Muscle pain is characterized as the major symptom of FMS, often described by patients as “aching or burning” regardless of physical activity. Other symptoms or associated problems occur, with various reports of frequencies, that can also affect function. FMS may cause residual pain sensations at a lower intensity due to repetitive exposure to peripheral stimuli or activity, also known as the “Wind-up Response.”[3][2]Other symptoms include sleep disturbances, fatigue, and other cognitive and somatic symptoms. [4]
Symptoms are often exacerbated by:
Stress
Overloading physical activity
Overstretching
Damp or chilly weather
Heat exposure of humidity
Sudden change in barometric pressure
Trauma
Another illness
A recent study carried out by Sempere-Rubio et al found out that functional capacity, upper limb muscular strength, postural maintenance, pain threshold, and anxiety are important predictive factors of QoL in women with FM.
Aerobic and Resistance Exercise
According to the Ottawa Panel evidence-based clinical practice guidelines (2008), supervised light aerobic exercise and strength/resistance training is highly recommended for the management of patients with chronic pain, like those with FMS. It has been found to increase their capacity for activity while minimizing their symptoms associated with FMS. Specifically, aerobic activity has been shown to improve psychological symptoms associated with depression, cognitive decline, and sleep disturbances. Exercise also improves patient’s cellular metabolism and respiratory capacity, increases lean muscle mass and tone, and increases oxygen uptake within the body’s system(s), which ultimately minimizes their complaints of chronic pain and fatigue.[2][9]
Manual / Passive Therapy
Some studies support that TENS and joint mobilizations foster the reduction of pain as short-term relief in patients with FMS. Specifically, patients with chronic back pain due to FMS may benefit from spinal manipulations with limited evidence to support this modality. Moderate evidence shows that the use of passive STM is helpful with pain regulation. In addition, diffuse chronic pain presentations are less likely to be reliable for medical management with TENS compared to localized pain.
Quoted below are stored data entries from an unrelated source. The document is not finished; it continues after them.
//! JSON-RPC 2.0 message envelope: requests, responses, notifications,
//! and the request id used to correlate them.

use crate::protocol::constants::{
    JSONRPC_VERSION, MAX_REQUEST_ID_LENGTH, MAX_REQUEST_ID_NUMBER, MIN_REQUEST_ID_NUMBER,
};
use serde::{Deserialize, Serialize};
use serde_json::Value;
use std::borrow::Cow;
use std::collections::HashMap;

pub use crate::error::error_codes;

/// A JSON-RPC request id: either a string or an integer. `null` ids are
/// represented by the absence of an id (a notification), never by this
/// type, per spec.
#[derive(Debug, Clone, PartialEq, Eq, Hash, Serialize, Deserialize)]
#[serde(untagged)]
pub enum RequestId {
    String(String),
    Number(i64),
}

impl RequestId {
    pub fn string(s: impl Into<String>) -> Self {
        Self::String(s.into())
    }

    pub fn number(n: i64) -> Self {
        Self::Number(n)
    }

    pub fn validate(&self) -> Result<(), crate::error::ProtocolError> {
        match self {
            RequestId::String(s) => {
                if s.is_empty() {
                    return Err(crate::error::ProtocolError::InvalidRequestId(
                        "request id string cannot be empty".to_string(),
                    ));
                }
                if s.len() > MAX_REQUEST_ID_LENGTH {
                    return Err(crate::error::ProtocolError::InvalidRequestId(format!(
                        "request id string too long (max {MAX_REQUEST_ID_LENGTH} characters)"
                    )));
                }
            }
            RequestId::Number(n) => {
                if *n < MIN_REQUEST_ID_NUMBER || *n > MAX_REQUEST_ID_NUMBER {
                    return Err(crate::error::ProtocolError::InvalidRequestId(format!(
                        "request id number out of range ({MIN_REQUEST_ID_NUMBER} to {MAX_REQUEST_ID_NUMBER})"
                    )));
                }
            }
        }
        Ok(())
    }
}

impl std::fmt::Display for RequestId {
    fn fmt(&self, f: &mut std::fmt::Formatter<'_>) -> std::fmt::Result {
        match self {
            RequestId::String(s) => write!(f, "{s}"),
            RequestId::Number(n) => write!(f, "{n}"),
        }
    }
}

impl From<String> for RequestId {
    fn from(s: String) -> Self {
        RequestId::String(s)
    }
}

impl From<i64> for RequestId {
    fn from(n: i64) -> Self {
        RequestId::Number(n)
    }
}

impl From<u64> for RequestId {
    fn from(n: u64) -> Self {
        RequestId::Number(n as i64)
    }
}

/// A JSON-RPC 2.0 request. The same shape serves notifications: `id` is
/// `None` and the message carries no reply obligation.
#[derive(Debug, Clone, Serialize, Deserialize, PartialEq)]
pub struct JsonRpcRequest {
    #[serde(rename = "jsonrpc")]
    pub jsonrpc: Cow<'static, str>,
    pub method: String,
    #[serde(skip_serializing_if = "Option::is_none")]
    pub params: Option<Value>,
    #[serde(skip_serializing_if = "Option::is_none")]
    pub id: Option<RequestId>,
    #[serde(flatten)]
    pub meta: HashMap<String, Value>,
}

impl JsonRpcRequest {
    pub fn new(method: String, params: Option<Value>, id: Option<RequestId>) -> Self {
        Self {
            jsonrpc: Cow::Borrowed(JSONRPC_VERSION),
            method,
            params,
            id,
            meta: HashMap::new(),
        }
    }

    pub fn notification(method: String, params: Option<Value>) -> Self {
        Self::new(method, params, None)
    }

    pub fn is_notification(&self) -> bool {
        self.id.is_none()
    }
}

/// A JSON-RPC 2.0 response: exactly one of `result`/`error` is set.
#[derive(Debug, Clone, Serialize, Deserialize, PartialEq)]
pub struct JsonRpcResponse {
    #[serde(rename = "jsonrpc")]
    pub jsonrpc: Cow<'static, str>,
    #[serde(skip_serializing_if = "Option::is_none")]
    pub result: Option<Value>,
    #[serde(skip_serializing_if = "Option::is_none")]
    pub error: Option<JsonRpcError>,
    pub id: Option<RequestId>,
    #[serde(flatten)]
    pub meta: HashMap<String, Value>,
}

impl JsonRpcResponse {
    pub fn success(result: Value, id: Option<RequestId>) -> Self {
        Self {
            jsonrpc: Cow::Borrowed(JSONRPC_VERSION),
            result: Some(result),
            error: None,
            id,
            meta: HashMap::new(),
        }
    }

    pub fn error(error: JsonRpcError, id: Option<RequestId>) -> Self {
        Self {
            jsonrpc: Cow::Borrowed(JSONRPC_VERSION),
            result: None,
            error: Some(error),
            id,
            meta: HashMap::new(),
        }
    }

    pub fn is_success(&self) -> bool {
        self.error.is_none()
    }
}

/// A JSON-RPC 2.0 error object.
#[derive(Debug, Clone, Serialize, Deserialize, PartialEq)]
pub struct JsonRpcError {
    pub code: i32,
    pub message: String,
    #[serde(skip_serializing_if = "Option::is_none")]
    pub data: Option<Value>,
}

impl JsonRpcError {
    pub fn new(code: i32, message: String) -> Self {
        Self {
            code,
            message,
            data: None,
        }
    }

    pub fn with_data(mut self, data: Value) -> Self {
        self.data = Some(data);
        self
    }

    pub fn parse_error(message: impl Into<String>) -> Self {
        Self::new(error_codes::PARSE_ERROR, message.into())
    }

    pub fn invalid_request(message: impl Into<String>) -> Self {
        Self::new(error_codes::INVALID_REQUEST, message.into())
    }

    pub fn method_not_found(method: impl Into<String>) -> Self {
        let method = method.into();
        Self::new(error_codes::METHOD_NOT_FOUND, format!("method not found: {method}"))
    }

    pub fn invalid_params(message: impl Into<String>) -> Self {
        Self::new(error_codes::INVALID_PARAMS, message.into())
    }

    pub fn internal_error(message: impl Into<String>) -> Self {
        Self::new(error_codes::INTERNAL_ERROR, message.into())
    }
}

/// A decoded JSON-RPC message: a notification is a request with no id.
#[derive(Debug, Clone, Serialize, Deserialize, PartialEq)]
#[serde(untagged)]
pub enum JsonRpcMessage {
    Request(JsonRpcRequest),
    Response(JsonRpcResponse),
    Notification(JsonRpcRequest),
}

impl JsonRpcMessage {
    pub fn get_id(&self) -> Option<&RequestId> {
        match self {
            JsonRpcMessage::Request(req) => req.id.as_ref(),
            JsonRpcMessage::Response(resp) => resp.id.as_ref(),
            JsonRpcMessage::Notification(_) => None,
        }
    }

    pub fn is_notification(&self) -> bool {
        matches!(self, JsonRpcMessage::Notification(_))
    }
}

/// Reject a message that violates the JSON-RPC 2.0 envelope rules before
/// it reaches dispatch: wrong version tag, empty method name, a response
/// carrying both or neither of `result`/`error`, or a notification that
/// smuggled an id.
pub fn validate_jsonrpc_message(message: &JsonRpcMessage) -> Result<(), crate::error::ProtocolError> {
    match message {
        JsonRpcMessage::Request(request) => {
            if request.jsonrpc != JSONRPC_VERSION {
                return Err(crate::error::ProtocolError::InvalidVersion(format!(
                    "expected JSON-RPC version {}, got {}",
                    JSONRPC_VERSION, request.jsonrpc
                )));
            }
            if request.method.is_empty() {
                return Err(crate::error::ProtocolError::InvalidRequest(
                    "method name cannot be empty".to_string(),
                ));
            }
            if let Some(ref id) = request.id {
                id.validate()?;
            }
        }
        JsonRpcMessage::Response(response) => {
            if response.jsonrpc != JSONRPC_VERSION {
                return Err(crate::error::ProtocolError::InvalidVersion(format!(
                    "expected JSON-RPC version {}, got {}",
                    JSONRPC_VERSION, response.jsonrpc
                )));
            }
            if response.result.is_some() && response.error.is_some() {
                return Err(crate::error::ProtocolError::InvalidResponse(
                    "response cannot have both result and error".to_string(),
                ));
            }
            if response.result.is_none() && response.error.is_none() {
                return Err(crate::error::ProtocolError::InvalidResponse(
                    "response must have either result or error".to_string(),
                ));
            }
            if let Some(ref id) = response.id {
                id.validate()?;
            }
        }
        JsonRpcMessage::Notification(notification) => {
            if notification.jsonrpc != JSONRPC_VERSION {
                return Err(crate::error::ProtocolError::InvalidVersion(format!(
                    "expected JSON-RPC version {}, got {}",
                    JSONRPC_VERSION, notification.jsonrpc
                )));
            }
            if notification.method.is_empty() {
                return Err(crate::error::ProtocolError::InvalidRequest(
                    "method name cannot be empty".to_string(),
                ));
            }
            if notification.id.is_some() {
                return Err(crate::error::ProtocolError::InvalidRequest(
                    "notification cannot carry an id".to_string(),
                ));
            }
        }
    }
    Ok(())
}

#[cfg(test)]
mod tests {
    use super::*;

    #[test]
    fn request_round_trips_through_json() {
        let request = JsonRpcRequest::new(
            "tools/call".to_string(),
            Some(serde_json::json!({"name": "echo"})),
            Some(RequestId::number(1)),
        );
        let serialized = serde_json::to_string(&request).unwrap();
        let deserialized: JsonRpcRequest = serde_json::from_str(&serialized).unwrap();
        assert_eq!(request, deserialized);
    }

    #[test]
    fn notification_has_no_id() {
        let notification = JsonRpcRequest::notification(
            "notifications/initialized".to_string(),
            None,
        );
        assert!(notification.is_notification());
    }

    #[test]
    fn response_carries_exactly_one_of_result_or_error() {
        let ok = JsonRpcResponse::success(serde_json::json!({}), Some(RequestId::number(1)));
        assert!(ok.is_success());

        let err = JsonRpcResponse::error(
            JsonRpcError::method_not_found("tools/unknown"),
            Some(RequestId::number(1)),
        );
        assert!(!err.is_success());
    }

    #[test]
    fn request_id_validation_rejects_empty_string_and_out_of_range_number() {
        assert!(RequestId::string("valid").validate().is_ok());
        assert!(RequestId::string("").validate().is_err());
        assert!(RequestId::number(9_999_999_999).validate().is_err());
    }

    #[test]
    fn validate_rejects_malformed_messages() {
        let empty_method = JsonRpcMessage::Request(JsonRpcRequest::new(
            String::new(),
            None,
            Some(RequestId::number(1)),
        ));
        assert!(validate_jsonrpc_message(&empty_method).is_err());

        let both = JsonRpcMessage::Response(JsonRpcResponse {
            jsonrpc: Cow::Borrowed(JSONRPC_VERSION),
            result: Some(serde_json::json!({})),
            error: Some(JsonRpcError::internal_error("boom")),
            id: Some(RequestId::number(1)),
            meta: HashMap::new(),
        });
        assert!(validate_jsonrpc_message(&both).is_err());
    }
}
//! Supported protocol version list and negotiation.
//!
//! The wire version is an opaque date string (`"2025-06-18"`); the core
//! never parses it into a structured date, it only compares it against
//! the list of versions this implementation understands.

/// The version this implementation prefers to offer when initiating a
/// session (client `initialize` request, or server fallback when the
/// client's requested version is unsupported).
pub const CURRENT_VERSION: &str = "2025-06-18";

/// All protocol versions this implementation can speak, oldest first.
pub const SUPPORTED_VERSIONS: &[&str] = &["2024-11-05", "2025-06-18"];

pub fn is_supported_version(version: &str) -> bool {
    SUPPORTED_VERSIONS.contains(&version)
}

/// Negotiate a protocol version for an `initialize` exchange: exact
/// match wins, otherwise fall back to [`CURRENT_VERSION`] so the server
/// can report what it does support in its response and let the client
/// decide whether to continue.
pub fn negotiate_version(requested: &str) -> &'static str {
    SUPPORTED_VERSIONS
        .iter()
        .find(|&&v| v == requested)
        .copied()
        .unwrap_or(CURRENT_VERSION)
}
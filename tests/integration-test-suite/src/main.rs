//! End-to-end test suite for the `mcp` crate.

fn main() {
    println!("run this suite with `cargo test`");
}
//! End-to-end scenarios and cross-cutting protocol invariants for the
//! `mcp` session engine, run against the public `mcp` facade crate.

pub mod properties;
pub mod scenarios;
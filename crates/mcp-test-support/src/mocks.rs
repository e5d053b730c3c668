//! Mock implementations for testing code built on the session engine
//! without a real transport.

use std::collections::VecDeque;
use std::sync::{Arc, Mutex};

use mcp_schema::protocol::JsonRpcMessage;
use mcp_transport::{Transport, TransportError};

/// A transport that records every outbound message and serves inbound
/// ones from a pre-loaded queue. Useful for driving a [`mcp_session::Session`]
/// or a feature-layer handler without a peer on the other end.
pub struct RecordingTransport {
    pub sent: Arc<Mutex<Vec<JsonRpcMessage>>>,
    receive_queue: Arc<Mutex<VecDeque<JsonRpcMessage>>>,
    fail_send: Arc<Mutex<bool>>,
    fail_receive: Arc<Mutex<bool>>,
}

impl RecordingTransport {
    pub fn new() -> Self {
        Self {
            sent: Arc::new(Mutex::new(Vec::new())),
            receive_queue: Arc::new(Mutex::new(VecDeque::new())),
            fail_send: Arc::new(Mutex::new(false)),
            fail_receive: Arc::new(Mutex::new(false)),
        }
    }

    /// Queue a message to be returned by the next `receive` call.
    pub fn push_inbound(&self, message: JsonRpcMessage) {
        self.receive_queue.lock().unwrap().push_back(message);
    }

    pub fn sent_messages(&self) -> Vec<JsonRpcMessage> {
        self.sent.lock().unwrap().clone()
    }

    pub fn set_fail_send(&self, fail: bool) {
        *self.fail_send.lock().unwrap() = fail;
    }

    pub fn set_fail_receive(&self, fail: bool) {
        *self.fail_receive.lock().unwrap() = fail;
    }
}

impl Default for RecordingTransport {
    fn default() -> Self {
        Self::new()
    }
}

#[async_trait::async_trait]
impl Transport for RecordingTransport {
    async fn send(&mut self, message: JsonRpcMessage) -> mcp_transport::Result<()> {
        if *self.fail_send.lock().unwrap() {
            return Err(TransportError::SendFailed("mock send failure".to_string()));
        }
        self.sent.lock().unwrap().push(message);
        Ok(())
    }

    async fn receive(&mut self) -> mcp_transport::Result<JsonRpcMessage> {
        if *self.fail_receive.lock().unwrap() {
            return Err(TransportError::ReceiveFailed("mock receive failure".to_string()));
        }
        self.receive_queue
            .lock()
            .unwrap()
            .pop_front()
            .ok_or(TransportError::Closed)
    }

    async fn close(&mut self) -> mcp_transport::Result<()> {
        Ok(())
    }
}

/// Build a [`RecordingTransport`] whose receive queue is pre-loaded with
/// `messages`, in order.
pub fn transport_with_inbound(messages: Vec<JsonRpcMessage>) -> RecordingTransport {
    let transport = RecordingTransport::new();
    for message in messages {
        transport.push_inbound(message);
    }
    transport
}

#[cfg(test)]
mod tests {
    use super::*;
    use mcp_schema::protocol::{JsonRpcRequest, RequestId};

    fn sample_request(method: &str, id: i64) -> JsonRpcMessage {
        JsonRpcMessage::Request(JsonRpcRequest::new(
            method.to_string(),
            None,
            Some(RequestId::number(id)),
        ))
    }

    #[tokio::test]
    async fn send_is_recorded() {
        let mut transport = RecordingTransport::new();
        transport.send(sample_request("test", 1)).await.unwrap();
        assert_eq!(transport.sent_messages().len(), 1);
    }

    #[tokio::test]
    async fn receive_drains_the_queue_in_order() {
        let mut transport = transport_with_inbound(vec![sample_request("a", 1), sample_request("b", 2)]);
        let JsonRpcMessage::Request(first) = transport.receive().await.unwrap() else {
            panic!("expected a request");
        };
        assert_eq!(first.method, "a");
    }

    #[tokio::test]
    async fn receive_on_an_empty_queue_reports_closed() {
        let mut transport = RecordingTransport::new();
        let err = transport.receive().await.unwrap_err();
        assert!(matches!(err, TransportError::Closed));
    }

    #[tokio::test]
    async fn send_failure_is_configurable() {
        let mut transport = RecordingTransport::new();
        transport.set_fail_send(true);
        let err = transport.send(sample_request("test", 1)).await.unwrap_err();
        assert!(matches!(err, TransportError::SendFailed(_)));
    }
}
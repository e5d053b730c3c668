//! Protocol-wide wire constants.

pub const JSONRPC_VERSION: &str = "2.0";
pub const MAX_REQUEST_ID_LENGTH: usize = 1000;
pub const MIN_REQUEST_ID_NUMBER: i64 = -999_999_999;
pub const MAX_REQUEST_ID_NUMBER: i64 = 999_999_999;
Passive therapy should not be the foundation of FMS medical management due to the maladaptive illness beliefs and coping strategies for patients’ pain.
Manual lymph drainage therapy and connective tissue massage have also been studied in women with fibromyalgia. Researchers used the Fibromyalgia Impact Questionnaire and the Nottingham Health Profile to measure the impact of the treatment. Their research suggests that both manual lymph drainage therapy and connective tissue massage show improvements in both the FIQ and the Nottingham Health Profile. However, there were significantly greater improvements in the group that received manual lymph drainage therapy, suggesting that manual lymphatic drainage therapy may be preferred over connective tissue.